RECORDS TO USE:
- - -

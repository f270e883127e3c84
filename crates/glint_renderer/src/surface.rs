//! Surface trait for ray-object intersection.

use crate::Material;
use glint_math::{Ray, Vec3};

/// Result of a successful surface intersection.
#[derive(Debug, Clone, Copy, PartialEq)]
pub struct SurfaceHit {
    /// Ray parameter of the hit (always >= 0)
    pub t: f32,
    /// Surface normal at the hit point (unit length, not flipped toward the ray)
    pub normal: Vec3,
}

/// Trait for geometry that rays can hit.
///
/// Implementations report "no hit" through `None`: parallel rays, roots
/// behind the origin and missed quadratics are normal control flow.
pub trait Surface: Send + Sync {
    /// Intersect a ray with this surface.
    ///
    /// Returns the hit parameter and normal, or `None` on a miss.
    /// A returned `t` is never negative.
    fn intersect(&self, ray: &Ray) -> Option<SurfaceHit>;

    /// World-space position at parameter `t` along `ray`.
    fn position(&self, ray: &Ray, t: f32) -> Vec3 {
        ray.at(t)
    }

    /// The material this surface owns.
    fn material(&self) -> &Material;
}
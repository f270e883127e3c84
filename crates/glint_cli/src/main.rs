mod cli;
mod output;

use anyhow::{Context, Result};
use clap::Parser;
use glint_renderer::{render, Scene, Settings};

use crate::cli::Args;

fn main() -> Result<()> {
    let args = Args::parse();

    env_logger::Builder::from_default_env()
        .filter_level(args.log_level.into())
        .init();

    log::info!("Starting Glint");

    let mut settings = match &args.config {
        Some(path) => Settings::load(path)
            .with_context(|| format!("Failed to load settings from {}", path.display()))?,
        None => Settings::default(),
    };
    args.apply(&mut settings);
    settings.validate().context("Invalid settings")?;

    let camera = settings.camera.build();
    let scene = Scene::reference();
    let image = render(&camera, &scene, &settings.render);

    output::save(&image, &args.output)?;
    log::info!("Saved to {}", args.output.display());

    Ok(())
}
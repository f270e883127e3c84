use std::path::PathBuf;

use clap::{Parser, ValueEnum};
use glint_renderer::Settings;
use log::LevelFilter;

/// Log levels accepted on the command line
#[derive(Debug, Clone, Copy, ValueEnum)]
pub enum LogLevel {
    Error,
    Warn,
    Info,
    Debug,
    Trace,
}

impl From<LogLevel> for LevelFilter {
    fn from(level: LogLevel) -> Self {
        match level {
            LogLevel::Error => LevelFilter::Error,
            LogLevel::Warn => LevelFilter::Warn,
            LogLevel::Info => LevelFilter::Info,
            LogLevel::Debug => LevelFilter::Debug,
            LogLevel::Trace => LevelFilter::Trace,
        }
    }
}

#[derive(Debug, Parser)]
#[command(name = "glint")]
#[command(about = "Ray cast the reference scene to an image file")]
pub struct Args {
    /// JSON settings file; missing fields use the reference defaults
    #[arg(short, long)]
    pub config: Option<PathBuf>,

    /// Image width in pixels
    #[arg(long)]
    pub width: Option<u32>,

    /// Image height in pixels
    #[arg(long)]
    pub height: Option<u32>,

    /// Samples per pixel (1 disables antialiasing)
    #[arg(short, long)]
    pub samples: Option<u32>,

    /// Seed for antialiasing jitter
    #[arg(long)]
    pub seed: Option<u64>,

    /// Output file (.png or .ppm)
    #[arg(short, long, default_value = "output.png")]
    pub output: PathBuf,

    #[arg(long, value_enum, default_value = "info")]
    pub log_level: LogLevel,
}

impl Args {
    /// Apply command-line overrides on top of loaded settings.
    pub fn apply(&self, settings: &mut Settings) {
        if let Some(width) = self.width {
            settings.camera.width = width;
        }
        if let Some(height) = self.height {
            settings.camera.height = height;
        }
        if let Some(samples) = self.samples {
            settings.render.samples_per_pixel = samples;
        }
        if self.seed.is_some() {
            settings.render.seed = self.seed;
        }
    }
}
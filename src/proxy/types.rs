//! Request and response bodies of the chat API.

use serde::{Deserialize, Serialize};

/// Body of `POST /chat`.
#[derive(Debug, Clone, Default, Deserialize, Serialize)]
#[serde(rename_all = "camelCase")]
pub struct ChatRequest {
    /// The user's message. Kept loosely typed: scalars are stringified.
    #[serde(default, skip_serializing_if = "Option::is_none")]
    pub message: Option<serde_json::Value>,
    #[serde(default, alias = "session_id", skip_serializing_if = "Option::is_none")]
    pub session_id: Option<String>,
}

impl ChatRequest {
    /// The message as text, or `None` when it is missing or empty.
    pub fn message_text(&self) -> Option<String> {
        let text = match self.message.as_ref()? {
            serde_json::Value::String(s) => s.clone(),
            serde_json::Value::Number(n) => n.to_string(),
            serde_json::Value::Bool(b) => b.to_string(),
            _ => return None,
        };
        (!text.trim().is_empty()).then_some(text)
    }

    /// The caller's session key, ignoring blank values.
    pub fn session_key(&self) -> Option<&str> {
        self.session_id
            .as_deref()
            .map(str::trim)
            .filter(|s| !s.is_empty())
    }
}

/// Successful `POST /chat` response.
#[derive(Debug, Clone, Deserialize, Serialize)]
pub struct ChatReply {
    pub reply: String,
}

/// `GET /health` response.
#[derive(Debug, Clone, Deserialize, Serialize)]
pub struct HealthResponse {
    pub ok: bool,
    pub model: String,
}

/// `GET /session` response.
#[derive(Debug, Clone, Deserialize, Serialize)]
#[serde(rename_all = "camelCase")]
pub struct SessionResponse {
    pub session_id: String,
}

- - -

WHAT NEEDS TO BE DONE: Retype only the lines above between the line with "fn position(&self, ray: &Ray, t: f32)" and the line with "let args = Args::parse();", counting those two lines as well, and keep every character as it is.

RESULT OF THIS EXERCISE:
    fn position(&self, ray: &Ray, t: f32) -> Vec3 {
        ray.at(t)
    }

    /// The material this surface owns.
    fn material(&self) -> &Material;
}
repository f270e883127e3c84
filename crates/glint_cli/src/main.rs
mod cli;
mod output;

use anyhow::{Context, Result};
use clap::Parser;
use glint_renderer::{render, Scene, Settings};

use crate::cli::Args;

fn main() -> Result<()> {
    let args = Args::parse();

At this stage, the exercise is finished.